Knockdown of Foxg1 in supporting cells increases the trans-differentiation of supporting cells into hair cells in the neonatal mouse cochlea

• Published in: Cellular and molecular life sciences : CMLS Vol. 77; no. 7; pp. 1401 - 1419
• Main Authors: Zhang, Shasha, Zhang, Yuan, Dong, Ying, Guo, Lingna, Zhang, Zhong, Shao, Buwei, Qi, Jieyu, Zhou, Han, Zhu, Weijie, Yan, Xiaoqian, Hong, Guodong, Zhang, Liyan, Zhang, Xiaoli, Tang, Mingliang, Zhao, Chunjie, Gao, Xia, Chai, Renjie
• Format: Journal Article
• Language: English
• Published: Cham Springer International Publishing 01.04.2020; Springer Nature B.V
• Subjects: Animals; Animals, Newborn; Biochemistry; Biomedical and Life Sciences; Biomedicine; Birth; Cell Biology; Cell Count; Cell cycle; Cell differentiation; Cell fate; Cell Lineage; Cell Proliferation; Cell Survival; Cell Transdifferentiation; Cochlea; Cochlea - cytology; Cochlea - innervation; Differentiation; Forkhead protein; Forkhead Transcription Factors - deficiency; Forkhead Transcription Factors - metabolism; Foxg1 protein; Gene Expression Regulation; Gene Knockdown Techniques; Hair; Hair cells; Hair Cells, Auditory - cytology; Hair Cells, Auditory - ultrastructure; Inner ear; Labyrinth Supporting Cells - cytology; Labyrinth Supporting Cells - ultrastructure; Life Sciences; Mechanotransduction, Cellular; Mice, Transgenic; Morphogenesis; Neonates; Nerve Tissue Proteins - deficiency; Nerve Tissue Proteins - metabolism; Original; Original Article; Receptors, G-Protein-Coupled - metabolism; Regeneration; Signal Transduction - genetics; Stem Cells - metabolism; Synapses; Synapses - metabolism; Supporting cells; Trans-differentiation; Progenitors; Proliferation; Hair cells; Foxg1
• ISSN: 1420-682X; 1420-9071
• DOI: 10.1007/s00018-019-03291-2

Foxg1 is one of the forkhead box genes that are involved in morphogenesis, cell fate determination, and proliferation, and Foxg1 was previously reported to be required for morphogenesis of the mammalian inner ear.
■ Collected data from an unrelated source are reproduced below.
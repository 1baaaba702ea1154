//! Raw SQL column-list rewriting.
//!
//! A caller-supplied `SELECT` is checked against the columns a return shape
//! needs. If its column list already matches, it runs verbatim; otherwise
//! only the text between `SELECT [DISTINCT|ALL]` and the top-level `FROM` is
//! replaced and every other clause is kept byte for byte.
//!
//! Statements whose column list cannot be located with certainty are
//! rejected before reaching SQLite. That includes compound selects, where
//! only the first arm's column list would be rewritten.

use std::sync::LazyLock;

use regex::Regex;

use crate::error::QueryError;
use crate::types::ReturnShape;

/// Columns a raw records query must yield, in order.
pub const RECORD_COLUMNS: &[&str] = &["doc_key", "snapshot", "class_name", "created_at"];

/// Columns a raw keys query must yield.
pub const KEY_COLUMNS: &[&str] = &["doc_key"];

static SELECT_PREFIX: LazyLock<Regex> = LazyLock::new(|| {
    Regex::new(r"(?is)^\s*SELECT(?:\s+(?:DISTINCT|ALL))?\b\s*").expect("valid SELECT pattern")
});

static WITH_PREFIX: LazyLock<Regex> =
    LazyLock::new(|| Regex::new(r"(?is)^\s*WITH\b").expect("valid WITH pattern"));

static SUBQUERY_START: LazyLock<Regex> =
    LazyLock::new(|| Regex::new(r"(?is)^\(\s*SELECT\b").expect("valid subquery pattern"));

/// Returns the columns required for a return shape.
pub fn required_columns(shape: ReturnShape) -> &'static [&'static str] {
    match shape {
        ReturnShape::Records => RECORD_COLUMNS,
        ReturnShape::Keys => KEY_COLUMNS,
    }
}

/// Rewrites `sql` so that it selects exactly the columns `shape` needs.
pub fn rewrite_select(sql: &str, shape: ReturnShape) -> Result<String, QueryError> {
    let malformed = |message: &str| QueryError::MalformedQuery {
        sql: sql.to_string(),
        message: message.to_string(),
    };

    if sql.trim().is_empty() {
        return Err(malformed("empty statement"));
    }
    let classes = classify(sql).map_err(malformed)?;

    if WITH_PREFIX.is_match(sql) {
        return Err(malformed("common table expressions are not supported"));
    }
    let prefix = SELECT_PREFIX
        .find(sql)
        .ok_or_else(|| malformed("not a SELECT statement"))?;
    let list_start = prefix.end();

    let from = find_top_level_keyword(sql, &classes, list_start, "FROM")
        .ok_or_else(|| malformed("no top-level FROM clause"))?;

    if ["UNION", "INTERSECT", "EXCEPT"]
        .iter()
        .any(|keyword| find_top_level_keyword(sql, &classes, from, keyword).is_some())
    {
        return Err(malformed("compound SELECT statements are not supported"));
    }

    let bytes = sql.as_bytes();
    for i in list_start..from {
        if bytes[i] == b'(' && !classes[i].quoted && SUBQUERY_START.is_match(&sql[i..]) {
            return Err(malformed("subquery in the column list"));
        }
    }

    let required = required_columns(shape);
    let columns = split_top_level(sql, &classes, list_start, from);
    if columns_match(&columns, required) {
        return Ok(sql.to_string());
    }

    Ok(format!(
        "{}{} {}",
        &sql[..list_start],
        required.join(", "),
        &sql[from..]
    ))
}

#[derive(Debug, Clone, Copy)]
struct ByteClass {
    depth: u32,
    quoted: bool,
}

/// Classifies every byte by parenthesis depth and whether it sits inside a
/// quoted string, quoted identifier or comment.
fn classify(sql: &str) -> Result<Vec<ByteClass>, &'static str> {
    let bytes = sql.as_bytes();
    let len = bytes.len();
    let mut out = Vec::with_capacity(len);
    let mut depth: u32 = 0;
    let mut i = 0;

    while i < len {
        match bytes[i] {
            quote @ (b'\'' | b'"' | b'`') => {
                let start = i;
                i += 1;
                loop {
                    if i >= len {
                        return Err("unterminated quoted string");
                    }
                    if bytes[i] == quote {
                        if i + 1 < len && bytes[i + 1] == quote {
                            i += 2;
                            continue;
                        }
                        i += 1;
                        break;
                    }
                    i += 1;
                }
                mark_quoted(&mut out, start, i, depth);
            }
            b'[' => {
                let start = i;
                let end = sql[i..]
                    .find(']')
                    .ok_or("unterminated bracketed identifier")?;
                i += end + 1;
                mark_quoted(&mut out, start, i, depth);
            }
            b'-' if bytes.get(i + 1) == Some(&b'-') => {
                let start = i;
                i = sql[i..].find('\n').map_or(len, |end| i + end);
                mark_quoted(&mut out, start, i, depth);
            }
            b'/' if bytes.get(i + 1) == Some(&b'*') => {
                let start = i;
                let end = sql[i + 2..].find("*/").ok_or("unterminated comment")?;
                i += end + 4;
                mark_quoted(&mut out, start, i, depth);
            }
            b'(' => {
                depth += 1;
                out.push(ByteClass {
                    depth,
                    quoted: false,
                });
                i += 1;
            }
            b')' => {
                if depth == 0 {
                    return Err("unbalanced parentheses");
                }
                out.push(ByteClass {
                    depth,
                    quoted: false,
                });
                depth -= 1;
                i += 1;
            }
            _ => {
                out.push(ByteClass {
                    depth,
                    quoted: false,
                });
                i += 1;
            }
        }
    }

    if depth != 0 {
        return Err("unbalanced parentheses");
    }
    Ok(out)
}

fn mark_quoted(out: &mut Vec<ByteClass>, from: usize, to: usize, depth: u32) {
    out.extend((from..to).map(|_| ByteClass {
        depth,
        quoted: true,
    }));
}

fn is_top_level(class: &ByteClass) -> bool {
    class.depth == 0 && !class.quoted
}

fn is_ident_byte(b: u8) -> bool {
    b.is_ascii_alphanumeric() || b == b'_' || b == b'$' || b >= 0x80
}

fn find_top_level_keyword(
    sql: &str,
    classes: &[ByteClass],
    start: usize,
    keyword: &str,
) -> Option<usize> {
    let bytes = sql.as_bytes();
    let k = keyword.len();
    (start..bytes.len().saturating_sub(k - 1)).find(|&i| {
        is_top_level(&classes[i])
            && bytes[i..i + k].eq_ignore_ascii_case(keyword.as_bytes())
            && (i == 0 || !is_ident_byte(bytes[i - 1]))
            && bytes.get(i + k).is_none_or(|b| !is_ident_byte(*b))
    })
}

fn split_top_level<'s>(
    sql: &'s str,
    classes: &[ByteClass],
    start: usize,
    end: usize,
) -> Vec<&'s str> {
    let bytes = sql.as_bytes();
    let mut parts = Vec::new();
    let mut part_start = start;
    for i in start..end {
        if bytes[i] == b',' && is_top_level(&classes[i]) {
            parts.push(sql[part_start..i].trim());
            part_start = i + 1;
        }
    }
    parts.push(sql[part_start..end].trim());
    parts
}

fn columns_match(columns: &[&str], required: &[&str]) -> bool {
    columns.len() == required.len()
        && columns.iter().zip(required).all(|(column, required)| {
            let name = column.rsplit('.').next().unwrap_or(column);
            name.eq_ignore_ascii_case(required)
        })
}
However, Foxg1 knock-out mice die at birth, and thus the role of Foxg1 in regulating hair cell (HC) regeneration after birth remains unclear. Here we used Sox2 CreER/+ Foxg1 loxp/loxp mice and Lgr5-EGFP CreER/+ Foxg1 loxp/loxp mice to conditionally knock down Foxg1 specifically in Sox2+ SCs and Lgr5+ progenitors, respectively, in neonatal mice. We found that Foxg1 conditional knockdown (cKD) in Sox2+ SCs and Lgr5+ progenitors at postnatal day (P)1 both led to large numbers of extra HCs, especially extra inner HCs (IHCs) at P7, and these extra IHCs with normal hair bundles and synapses could survive at least to P30. The EdU assay failed to detect any EdU+ SCs, while the SC number was significantly decreased in Foxg1 cKD mice, and lineage tracing data showed that much more tdTomato+ HCs originated from Sox2+ SCs in Foxg1 cKD mice compared to the control mice. Moreover, the sphere-forming assay showed that Foxg1 cKD in Lgr5+ progenitors did not significantly change their sphere-forming ability. All these results suggest that Foxg1 cKD promotes HC regeneration and leads to large numbers of extra HCs probably by inducing direct trans-differentiation of SCs and progenitors to HCs. Real-time qPCR showed that cell cycle and Notch signaling pathways were significantly down-regulated in Foxg1 cKD mice cochlear SCs. Together, this study provides new evidence for the role of Foxg1 in regulating HC regeneration from SCs and progenitors in the neonatal mouse cochlea.